An administrative law judge (ALJ) for the Worker's Compensation Division of the Department of Workforce Development issued a decision in this matter. A timely petition for review was filed.

The commission has considered the petition and the positions of the parties, and it has reviewed the evidence submitted to the ALJ. Based on its review, the commission agrees with the decision of the ALJ, and it adopts the findings and order in that decision as its own, except that it makes the following modifications:

1. Delete the seventeenth, eighteenth, and nineteenth paragraphs of the ALJ's Findings of Fact and substitute:

"Dr. Leo's rating of permanent partial disability on a functional basis at 25 percent is most credible. Under the administrative code, a twenty-five percent award correlates with multiple back or spine surgeries. Wis. Adm. Code § DWD 80.32(11). In addition, the statutes provide for permanent total disability on a functional basis (that is, without expert evidence of a separate vocational impact) for disabilities such as the loss of both legs, both eyes, or both arms. Wis. Stat. § 102.44(2). The functional effects of the applicant's injury are undeniably significant. However, considering the standards routinely used by doctors to evaluate disability in workers compensation cases, (1) Dr. Leo's most accurately rated the applicant's functional loss.

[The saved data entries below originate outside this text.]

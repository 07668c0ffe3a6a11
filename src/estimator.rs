// Ultralytics 🚀 AGPL-3.0 License - https://ultralytics.com/license

//! Pose estimator contract and configuration.
//!
//! This module defines the [`PoseEstimator`] trait consumed by the polling loop and
//! the [`EstimatorConfig`] used to load an estimator: architecture variant, output
//! stride, input resolution, channel multiplier and input scale factor.

use std::fmt;
use std::str::FromStr;

use crate::error::{Result, SquatError};
use crate::pose::Pose;
use crate::source::Frame;

/// Produces one pose per frame.
///
/// Implementations may block for the duration of inference; the poller runs them on
/// its own thread and never issues overlapping calls.
pub trait PoseEstimator: Send {
    /// Estimate the single most prominent pose in `frame`.
    ///
    /// # Errors
    ///
    /// Returns an error if inference fails or the model output cannot be decoded.
    fn estimate_single_pose(&mut self, frame: &Frame) -> Result<Pose>;
}

impl<T: PoseEstimator + ?Sized> PoseEstimator for Box<T> {
    fn estimate_single_pose(&mut self, frame: &Frame) -> Result<Pose> {
        (**self).estimate_single_pose(frame)
    }
}

/// Network architecture, which decides pre- and post-processing.
#[derive(Debug, Clone, Copy, PartialEq, Eq, Hash, Default)]
pub enum Architecture {
    /// Ultralytics YOLO pose model (anchor-free boxes with 17 keypoints each).
    #[default]
    YoloPose,
    /// PoseNet `MobileNetV1` (heatmaps + offsets).
    MobileNetV1,
    /// PoseNet `ResNet50` (heatmaps + offsets).
    ResNet50,
}

impl Architecture {
    /// CLI / config spelling.
    #[must_use]
    pub const fn as_str(&self) -> &'static str {
        match self {
            Self::YoloPose => "yolo-pose",
            Self::MobileNetV1 => "mobilenet-v1",
            Self::ResNet50 => "resnet50",
        }
    }

    /// Whether this is a PoseNet heatmap model.
    #[must_use]
    pub const fn is_posenet(&self) -> bool {
        matches!(self, Self::MobileNetV1 | Self::ResNet50)
    }
}

impl fmt::Display for Architecture {
    fn fmt(&self, f: &mut fmt::Formatter<'_>) -> fmt::Result {
        f.write_str(self.as_str())
    }
}

impl FromStr for Architecture {
    type Err = String;

    fn from_str(s: &str) -> std::result::Result<Self, Self::Err> {
        match s.to_lowercase().as_str() {
            "yolo-pose" | "yolo" | "yolopose" => Ok(Self::YoloPose),
            "mobilenet-v1" | "mobilenetv1" | "mobilenet" => Ok(Self::MobileNetV1),
            "resnet50" | "resnet" | "resnet-50" => Ok(Self::ResNet50),
            _ => Err(format!(
                "invalid architecture '{s}', expected one of: yolo-pose, mobilenet-v1, resnet50"
            )),
        }
    }
}

/// Input resolution in pixels.
#[derive(Debug, Clone, Copy, PartialEq, Eq)]
pub struct InputResolution {
    /// Width in pixels.
    pub width: u32,
    /// Height in pixels.
    pub height: u32,
}

impl InputResolution {
    /// Create a resolution.
    #[must_use]
    pub const fn new(width: u32, height: u32) -> Self {
        Self { width, height }
    }
}

/// Stride used by YOLO letterboxing.
const YOLO_STRIDE: u32 = 32;

/// Configuration for loading a pose estimator.
///
/// # Example
///
/// ```rust
/// use squat_counter::{Architecture, EstimatorConfig};
///
/// let config = EstimatorConfig::new()
///     .with_architecture(Architecture::MobileNetV1)
///     .with_output_stride(16)
///     .with_input_resolution(320, 240)
///     .with_multiplier(0.5)
///     .with_input_scale_factor(0.8);
/// assert!(config.validate().is_ok());
/// ```
#[derive(Debug, Clone, PartialEq)]
pub struct EstimatorConfig {
    /// Network architecture.
    pub architecture: Architecture,
    /// Output stride of the network (PoseNet: 8, 16 or 32).
    pub output_stride: u32,
    /// Requested input resolution before scaling.
    pub input_resolution: InputResolution,
    /// Depth multiplier of the `MobileNetV1` backbone.
    pub multiplier: f32,
    /// Factor applied to the input resolution, in (0, 1].
    pub input_scale_factor: f32,
    /// Number of intra-op threads for ONNX Runtime (`0` = let it decide).
    pub num_threads: usize,
    /// Minimum person score for a YOLO candidate to be reported as a pose.
    pub min_pose_confidence: f32,
}

impl Default for EstimatorConfig {
    fn default() -> Self {
        Self {
            architecture: Architecture::YoloPose,
            output_stride: YOLO_STRIDE,
            input_resolution: InputResolution::new(640, 640),
            multiplier: 1.0,
            input_scale_factor: 1.0,
            num_threads: 0,
            min_pose_confidence: 0.25,
        }
    }
}

impl EstimatorConfig {
    /// Create a configuration with default values (YOLO pose, 640x640).
    #[must_use]
    pub fn new() -> Self {
        Self::default()
    }

    /// PoseNet `MobileNetV1` preset: stride 16, 320x240, multiplier 0.5, scale 0.8.
    #[must_use]
    pub fn posenet_mobilenet() -> Self {
        Self::new()
            .with_architecture(Architecture::MobileNetV1)
            .with_output_stride(16)
            .with_input_resolution(320, 240)
            .with_multiplier(0.5)
            .with_input_scale_factor(0.8)
    }

    /// Set the architecture.
    #[must_use]
    pub const fn with_architecture(mut self, architecture: Architecture) -> Self {
        self.architecture = architecture;
        self
    }

    /// Set the output stride.
    #[must_use]
    pub const fn with_output_stride(mut self, stride: u32) -> Self {
        self.output_stride = stride;
        self
    }

    /// Set the input resolution.
    #[must_use]
    pub const fn with_input_resolution(mut self, width: u32, height: u32) -> Self {
        self.input_resolution = InputResolution::new(width, height);
        self
    }

    /// Set the `MobileNetV1` depth multiplier.
    #[must_use]
    pub const fn with_multiplier(mut self, multiplier: f32) -> Self {
        self.multiplier = multiplier;
        self
    }

    /// Set the input scale factor.
    #[must_use]
    pub const fn with_input_scale_factor(mut self, scale: f32) -> Self {
        self.input_scale_factor = scale;
        self
    }

    /// Set the number of inference threads.
    #[must_use]
    pub const fn with_threads(mut self, threads: usize) -> Self {
        self.num_threads = threads;
        self
    }

    /// Set the minimum YOLO person score.
    #[must_use]
    pub const fn with_min_pose_confidence(mut self, confidence: f32) -> Self {
        self.min_pose_confidence = confidence;
        self
    }

    /// Check the configuration for invalid combinations.
    ///
    /// # Errors
    ///
    /// Returns [`SquatError::ConfigError`] describing the first problem found.
    pub fn validate(&self) -> Result<()> {
        let InputResolution { width, height } = self.input_resolution;
        if width == 0 || height == 0 {
            return Err(SquatError::ConfigError(format!(
                "input resolution must be non-zero, got {width}x{height}"
            )));
        }
        if !(self.input_scale_factor > 0.0 && self.input_scale_factor <= 1.0) {
            return Err(SquatError::ConfigError(format!(
                "input scale factor must be in (0, 1], got {}",
                self.input_scale_factor
            )));
        }
        if !(0.0..=1.0).contains(&self.min_pose_confidence) {
            return Err(SquatError::ConfigError(format!(
                "min pose confidence must be in [0, 1], got {}",
                self.min_pose_confidence
            )));
        }

        match self.architecture {
            Architecture::YoloPose => {}
            Architecture::MobileNetV1 => {
                if ![8, 16, 32].contains(&self.output_stride) {
                    return Err(SquatError::ConfigError(format!(
                        "MobileNetV1 output stride must be 8, 16 or 32, got {}",
                        self.output_stride
                    )));
                }
                if ![0.5, 0.75, 1.0].contains(&self.multiplier) {
                    return Err(SquatError::ConfigError(format!(
                        "MobileNetV1 multiplier must be 0.5, 0.75 or 1.0, got {}",
                        self.multiplier
                    )));
                }
            }
            Architecture::ResNet50 => {
                if ![16, 32].contains(&self.output_stride) {
                    return Err(SquatError::ConfigError(format!(
                        "ResNet50 output stride must be 16 or 32, got {}",
                        self.output_stride
                    )));
                }
                if (self.multiplier - 1.0).abs() > f32::EPSILON {
                    return Err(SquatError::ConfigError(format!(
                        "ResNet50 multiplier must be 1.0, got {}",
                        self.multiplier
                    )));
                }
            }
        }

        if self.architecture.is_posenet() {
            let (h, w) = self.input_size();
            if h <= 1 || w <= 1 {
                return Err(SquatError::ConfigError(format!(
                    "scaled input resolution {w}x{h} is too small for stride {}",
                    self.output_stride
                )));
            }
        }

        Ok(())
    }

    /// Effective network input size as (height, width).
    ///
    /// PoseNet sizes are `k * stride + 1`; YOLO sizes are multiples of 32.
    #[must_use]
    #[allow(
        clippy::cast_possible_truncation,
        clippy::cast_sign_loss,
        clippy::cast_precision_loss
    )]
    pub fn input_size(&self) -> (u32, u32) {
        let scale = self.input_scale_factor;
        let scaled = |d: u32| (d as f32 * scale) as u32;

        if self.architecture.is_posenet() {
            let stride = self.output_stride.max(1);
            let valid = |d: u32| {
                let even = scaled(d).saturating_sub(1);
                even - even % stride + 1
            };
            (
                valid(self.input_resolution.height),
                valid(self.input_resolution.width),
            )
        } else {
            let round_up = |d: u32| scaled(d).max(1).div_ceil(YOLO_STRIDE) * YOLO_STRIDE;
            (
                round_up(self.input_resolution.height),
                round_up(self.input_resolution.width),
            )
        }
    }
}

#[cfg(test)]
mod tests {
    use super::*;

    #[test]
    fn test_config_default() {
        let config = EstimatorConfig::default();
        assert_eq!(config.architecture, Architecture::YoloPose);
        assert_eq!(config.input_resolution, InputResolution::new(640, 640));
        assert!(config.validate().is_ok());
        assert_eq!(config.input_size(), (640, 640));
    }

    #[test]
    fn test_posenet_preset() {
        let config = EstimatorConfig::posenet_mobilenet();
        assert_eq!(config.architecture, Architecture::MobileNetV1);
        assert_eq!(config.output_stride, 16);
        assert_eq!(config.input_resolution, InputResolution::new(320, 240));
        assert!((config.multiplier - 0.5).abs() < f32::EPSILON);
        assert!((config.input_scale_factor - 0.8).abs() < f32::EPSILON);
        assert!(config.validate().is_ok());
        // 240 * 0.8 = 192 -> 191 -> 177; 320 * 0.8 = 256 -> 255 -> 241
        assert_eq!(config.input_size(), (177, 241));
    }

    #[test]
    fn test_yolo_size_rounds_up() {
        let config = EstimatorConfig::new().with_input_resolution(500, 300);
        assert_eq!(config.input_size(), (320, 512));
    }

    #[test]
    fn test_invalid_stride_rejected() {
        let config = EstimatorConfig::posenet_mobilenet().with_output_stride(12);
        assert!(matches!(config.validate(), Err(SquatError::ConfigError(_))));

        let config = EstimatorConfig::posenet_mobilenet()
            .with_architecture(Architecture::ResNet50)
            .with_multiplier(1.0)
            .with_output_stride(8);
        assert!(config.validate().is_err());
    }

    #[test]
    fn test_invalid_multiplier_rejected() {
        let config = EstimatorConfig::posenet_mobilenet().with_multiplier(0.6);
        let err = config.validate().unwrap_err();
        assert!(err.to_string().contains("multiplier"));
    }

    #[test]
    fn test_invalid_scale_rejected() {
        assert!(EstimatorConfig::new().with_input_scale_factor(0.0).validate().is_err());
        assert!(EstimatorConfig::new().with_input_scale_factor(1.5).validate().is_err());
        assert!(EstimatorConfig::new().with_input_resolution(0, 10).validate().is_err());
    }

    #[test]
    fn test_architecture_from_str() {
        assert_eq!("yolo-pose".parse::<Architecture>().unwrap(), Architecture::YoloPose);
        assert_eq!("MobileNetV1".parse::<Architecture>().unwrap(), Architecture::MobileNetV1);
        assert_eq!("resnet50".parse::<Architecture>().unwrap(), Architecture::ResNet50);
        assert!("vgg".parse::<Architecture>().is_err());
        assert_eq!(Architecture::MobileNetV1.to_string(), "mobilenet-v1");
    }
}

"On the other hand, Dr. Reynolds's functional disability rating of 80 percent compared to compared to permanent total disability cannot be credited. Indeed, Dr. Leo, after reviewing and deferring to Dr. Reynolds's work restrictions, reiterated his (Leo's) 25 percent permanent partial disability rating in his June 6, 2000 practitioner's report. Transcript, pages 26-27. It is reasonable to infer that Dr. Leo reiterated his 25 percent rating, rather than simply deferring to Dr. Reynolds 80 percent rating, because he (Leo) concluded so high a rating was unwarranted, even with the restrictions set by Dr. Reynolds.

"As noted below, the applicant's condition has progressed over time, perhaps suggesting an increased disability from the point in 1994 when Dr. Leo set his disability rating of 25 percent. However, whatever worsening has occurred in the applicant's condition, it does not warrant an increased functional disability rating to 80 percent, particularly when another treating doctor maintained as recently as June 2000 that a much lower rating is justified.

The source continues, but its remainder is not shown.